**What to produce**
Copy each line from the records below in which the word "models" is found.
>>>
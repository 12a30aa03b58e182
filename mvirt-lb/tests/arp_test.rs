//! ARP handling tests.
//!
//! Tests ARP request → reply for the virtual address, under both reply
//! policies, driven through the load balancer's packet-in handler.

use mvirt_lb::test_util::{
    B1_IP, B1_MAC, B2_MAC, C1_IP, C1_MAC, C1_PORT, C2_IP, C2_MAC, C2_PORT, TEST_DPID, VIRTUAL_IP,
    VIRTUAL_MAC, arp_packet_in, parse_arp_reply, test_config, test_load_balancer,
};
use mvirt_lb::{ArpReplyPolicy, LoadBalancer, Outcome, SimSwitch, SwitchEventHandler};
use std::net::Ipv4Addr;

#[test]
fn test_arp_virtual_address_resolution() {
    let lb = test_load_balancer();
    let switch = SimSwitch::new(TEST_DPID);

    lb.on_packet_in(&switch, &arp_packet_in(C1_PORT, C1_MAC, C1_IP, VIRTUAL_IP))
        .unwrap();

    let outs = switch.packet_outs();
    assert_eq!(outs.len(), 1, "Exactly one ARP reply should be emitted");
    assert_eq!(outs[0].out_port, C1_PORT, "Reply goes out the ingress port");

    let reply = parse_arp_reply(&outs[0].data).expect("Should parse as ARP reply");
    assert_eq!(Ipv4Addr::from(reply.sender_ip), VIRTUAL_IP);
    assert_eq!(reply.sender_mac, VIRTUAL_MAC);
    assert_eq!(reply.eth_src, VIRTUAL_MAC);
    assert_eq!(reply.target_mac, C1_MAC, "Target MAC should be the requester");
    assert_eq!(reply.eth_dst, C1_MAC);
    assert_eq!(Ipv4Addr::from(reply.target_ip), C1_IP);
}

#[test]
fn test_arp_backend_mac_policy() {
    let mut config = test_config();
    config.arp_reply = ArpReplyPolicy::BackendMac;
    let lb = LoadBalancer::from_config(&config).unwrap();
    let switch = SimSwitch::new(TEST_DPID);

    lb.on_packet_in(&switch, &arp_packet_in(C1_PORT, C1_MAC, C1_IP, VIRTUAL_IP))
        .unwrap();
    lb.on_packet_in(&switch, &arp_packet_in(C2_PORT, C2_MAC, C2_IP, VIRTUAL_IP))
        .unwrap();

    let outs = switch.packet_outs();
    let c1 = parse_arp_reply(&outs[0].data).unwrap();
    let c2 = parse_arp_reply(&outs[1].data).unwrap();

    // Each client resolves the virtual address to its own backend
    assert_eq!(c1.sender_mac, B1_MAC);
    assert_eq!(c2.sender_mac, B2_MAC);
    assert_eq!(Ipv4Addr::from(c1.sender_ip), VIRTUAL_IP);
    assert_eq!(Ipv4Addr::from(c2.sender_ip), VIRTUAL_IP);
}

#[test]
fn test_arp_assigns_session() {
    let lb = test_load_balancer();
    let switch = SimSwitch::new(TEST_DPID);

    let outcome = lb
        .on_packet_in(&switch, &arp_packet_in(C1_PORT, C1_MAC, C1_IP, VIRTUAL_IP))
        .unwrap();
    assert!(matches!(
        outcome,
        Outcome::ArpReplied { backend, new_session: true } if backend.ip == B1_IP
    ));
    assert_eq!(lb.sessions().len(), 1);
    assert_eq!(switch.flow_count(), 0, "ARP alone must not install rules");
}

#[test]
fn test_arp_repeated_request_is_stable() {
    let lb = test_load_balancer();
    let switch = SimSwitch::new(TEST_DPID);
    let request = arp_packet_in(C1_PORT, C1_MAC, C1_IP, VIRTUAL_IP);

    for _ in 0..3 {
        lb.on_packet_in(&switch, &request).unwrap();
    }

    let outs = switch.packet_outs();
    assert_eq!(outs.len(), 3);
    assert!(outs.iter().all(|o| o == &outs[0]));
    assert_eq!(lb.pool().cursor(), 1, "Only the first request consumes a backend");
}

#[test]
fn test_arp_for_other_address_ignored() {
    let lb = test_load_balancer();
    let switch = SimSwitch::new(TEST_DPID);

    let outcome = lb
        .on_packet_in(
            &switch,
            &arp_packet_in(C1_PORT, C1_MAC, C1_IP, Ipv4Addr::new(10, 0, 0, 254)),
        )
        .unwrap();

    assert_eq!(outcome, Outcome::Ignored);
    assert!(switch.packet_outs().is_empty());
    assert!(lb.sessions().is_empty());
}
<<<
>>>
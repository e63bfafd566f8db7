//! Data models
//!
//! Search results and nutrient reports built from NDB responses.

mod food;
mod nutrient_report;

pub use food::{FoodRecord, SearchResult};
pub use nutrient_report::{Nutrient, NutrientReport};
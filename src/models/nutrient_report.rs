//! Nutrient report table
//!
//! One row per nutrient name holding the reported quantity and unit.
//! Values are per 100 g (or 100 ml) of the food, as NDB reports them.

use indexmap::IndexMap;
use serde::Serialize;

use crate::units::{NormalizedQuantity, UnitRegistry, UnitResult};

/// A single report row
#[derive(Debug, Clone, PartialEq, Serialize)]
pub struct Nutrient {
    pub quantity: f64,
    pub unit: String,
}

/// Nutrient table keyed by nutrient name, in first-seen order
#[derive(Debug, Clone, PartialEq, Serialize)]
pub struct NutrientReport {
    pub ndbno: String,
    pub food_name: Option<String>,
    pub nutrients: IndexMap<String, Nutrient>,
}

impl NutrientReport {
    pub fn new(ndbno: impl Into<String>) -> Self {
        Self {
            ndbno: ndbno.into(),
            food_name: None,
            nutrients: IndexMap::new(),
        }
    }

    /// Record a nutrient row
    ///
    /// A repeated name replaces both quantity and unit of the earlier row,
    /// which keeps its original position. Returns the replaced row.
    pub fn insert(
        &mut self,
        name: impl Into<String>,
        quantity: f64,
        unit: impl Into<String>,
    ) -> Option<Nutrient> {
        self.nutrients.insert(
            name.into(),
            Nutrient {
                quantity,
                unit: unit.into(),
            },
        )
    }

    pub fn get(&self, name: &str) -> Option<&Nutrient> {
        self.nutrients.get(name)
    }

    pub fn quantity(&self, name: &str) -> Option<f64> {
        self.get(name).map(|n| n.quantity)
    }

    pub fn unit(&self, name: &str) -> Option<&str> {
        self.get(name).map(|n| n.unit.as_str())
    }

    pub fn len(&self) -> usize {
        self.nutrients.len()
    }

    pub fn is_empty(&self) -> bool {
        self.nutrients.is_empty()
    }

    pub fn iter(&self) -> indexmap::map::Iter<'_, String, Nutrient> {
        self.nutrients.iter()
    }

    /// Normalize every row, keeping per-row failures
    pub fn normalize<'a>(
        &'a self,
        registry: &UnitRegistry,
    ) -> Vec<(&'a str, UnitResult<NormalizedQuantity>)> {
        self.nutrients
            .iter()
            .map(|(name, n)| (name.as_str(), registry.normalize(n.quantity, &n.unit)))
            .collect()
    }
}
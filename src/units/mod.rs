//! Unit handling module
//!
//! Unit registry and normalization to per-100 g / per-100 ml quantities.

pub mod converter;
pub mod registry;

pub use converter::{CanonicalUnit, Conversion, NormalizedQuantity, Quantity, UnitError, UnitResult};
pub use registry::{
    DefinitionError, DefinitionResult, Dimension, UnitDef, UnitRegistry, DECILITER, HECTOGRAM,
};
<<<
>>>
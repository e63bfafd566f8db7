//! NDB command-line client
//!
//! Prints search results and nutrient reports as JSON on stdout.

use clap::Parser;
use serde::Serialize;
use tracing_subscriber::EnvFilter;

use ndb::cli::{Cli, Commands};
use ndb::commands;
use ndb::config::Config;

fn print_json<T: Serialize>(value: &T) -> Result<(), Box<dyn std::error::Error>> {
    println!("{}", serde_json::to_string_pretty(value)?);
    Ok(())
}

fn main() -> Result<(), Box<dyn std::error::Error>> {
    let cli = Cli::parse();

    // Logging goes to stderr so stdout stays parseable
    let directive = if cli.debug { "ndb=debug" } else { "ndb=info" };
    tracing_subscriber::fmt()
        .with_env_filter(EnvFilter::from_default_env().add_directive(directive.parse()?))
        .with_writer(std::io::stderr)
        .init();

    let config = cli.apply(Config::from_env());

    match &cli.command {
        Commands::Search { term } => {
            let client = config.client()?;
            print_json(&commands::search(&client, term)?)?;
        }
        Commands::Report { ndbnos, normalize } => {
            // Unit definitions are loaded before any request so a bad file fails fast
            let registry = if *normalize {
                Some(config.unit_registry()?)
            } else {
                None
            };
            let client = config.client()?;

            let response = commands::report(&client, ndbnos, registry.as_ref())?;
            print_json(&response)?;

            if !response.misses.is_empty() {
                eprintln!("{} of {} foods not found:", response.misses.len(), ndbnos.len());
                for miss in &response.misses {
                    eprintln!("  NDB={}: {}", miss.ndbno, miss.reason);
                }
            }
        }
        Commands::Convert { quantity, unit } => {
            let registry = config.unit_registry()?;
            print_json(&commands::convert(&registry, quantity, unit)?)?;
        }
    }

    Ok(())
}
<<<
**Response area**
//! Data models
filename src/models/nutrient_report.rs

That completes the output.